Amiri S., Sheydaei M., He T., Vatanpour Sargheın V.

Industrial and Engineering Chemistry Research, vol.62, no.43, pp.17959-17973, 2023 (SCI-Expanded) identifier

  • Publication Type: Article / Article
  • Volume: 62 Issue: 43
  • Publication Date: 2023
  • Doi Number: 10.1021/acs.iecr.3c02697
  • Journal Name: Industrial and Engineering Chemistry Research
  • Journal Indexes: Science Citation Index Expanded (SCI-EXPANDED), Scopus, Academic Search Premier, Applied Science & Technology Source, Aqualine, Chemical Abstracts Core, Chimica, Compendex, Computer & Applied Sciences, zbMATH, DIALNET
  • Page Numbers: pp.17959-17973
  • Istanbul Technical University Affiliated: Yes


In this study, the combination of two surface modification approaches, including oxygen plasma pretreatment plus nanotitanium dioxide (TiO2) incorporation, was investigated in the preparation of the a PE-supported thin-film nanocomposite (TFN) RO membrane through interfacial polymerization between 1,3-phenylenediamine (MPD) and trimesoyl chloride (TMC) monomers for efficient As(V) removal. Analyzation of the fabricated membrane was conducted via atomic force microscopy (AFM), field emission scanning electron microscopy (FESEM), attenuated total reflection-flourier transform infrared (ATR-FTIR) analyses, surface ζ-potential, and water contact angle measurement. Water permeation, desalination performance, As(V) removal efficiency, and antifouling properties of the membranes were examined in the cross-flow filtration setup.
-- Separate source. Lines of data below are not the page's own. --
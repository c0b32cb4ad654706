//! nrtsearch core - near-real-time index replication
//!
//! This crate implements primary/replica replication of a search index with
//! versioned-read consistency:
//! - Index engine producing immutable, checksummed segment files
//! - NRT point store assigning strictly increasing versions on refresh
//! - Replication publisher and pull-based replication client
//! - Versioned search gateway serving exact versions with atomic activation
//!
//! # Architecture
//!
//! ```text
//! ┌─────────────────────────────────────────────┐
//! │                 IndexNode                    │
//! │     (identity, role: Primary | Replica)     │
//! └──────────────┬──────────────────────────────┘
//!                │
//! ┌──────────────┴──────────────────────────────┐
//! │          Versioned Search Gateway            │
//! │   (active version, retained searchers)      │
//! └──────────────┬──────────────────────────────┘
//!                │
//! ┌──────────────┴──────────────────────────────┐
//! │   NRT Point Store  /  Replication Client     │
//! │  (versions, manifests, leases, transfers)   │
//! └──────────────┬──────────────────────────────┘
//!                │
//! ┌──────────────┴──────────────────────────────┐
//! │              Index Engine                    │
//! │   (segment files, commit, merge, searcher)  │
//! └─────────────────────────────────────────────┘
//! ```

#![warn(missing_docs)]
#![warn(clippy::all)]

pub mod config;
pub mod engine;
pub mod error;
pub mod gateway;
pub mod node;
pub mod nrt;
pub mod replication;
pub mod testing;

pub use config::{NodeConfig, ReplicationConfig, Role, SearchConfig, VersionWaitPolicy};
pub use engine::{Document, IndexEngine, SegmentEngine};
pub use error::{Error, Result};
pub use gateway::{SearchGateway, SearchRequest, SearchResponse};
pub use node::{IndexNode, NodeIdentity, NodeRole, NodeStatus};
pub use nrt::{Manifest, NrtPoint, SegmentFile, Version};
pub use replication::{ReplicationServer, SearcherVersion, SyncOutcome, SyncState};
The obtained results showed that oxygen plasma pretreatment of the PE support tailored the inherent hydrophobicity of the PE support via inducing oxygen-containing surface groups, which facilitate the PA active layer formation. Furthermore, the incorporation of various concentrations (0.0025-0.02 wt %) of TiO2 as the hydrophilic additive in the matrix of the PA active layer resulted in an increase of membrane hydrophilicity and negative surface charge. The p-PE/TiO2 0.01 optimum membrane indicated the maximum pure water flux of 75.0 L m-2 h-1 at 15 bar, and superior desalination performance of 98.8, 99.5, and 99.8% rejection for NaCl, MgSO4, and Na2SO4 salt solutions, respectively, along with incredible As(V) removal efficiency of 100%, which confirmed a remarkable betterment of optimum membrane performance compared with the p-PE membrane. The assessment results of the antifouling ability of the prepared membranes demonstrated that the p- PE/TiO2 0.01 TFN-RO membrane indicated the highest fouling resistance with a flux loss of 10% after 48 h of filtration of the BSA/NaCl solution.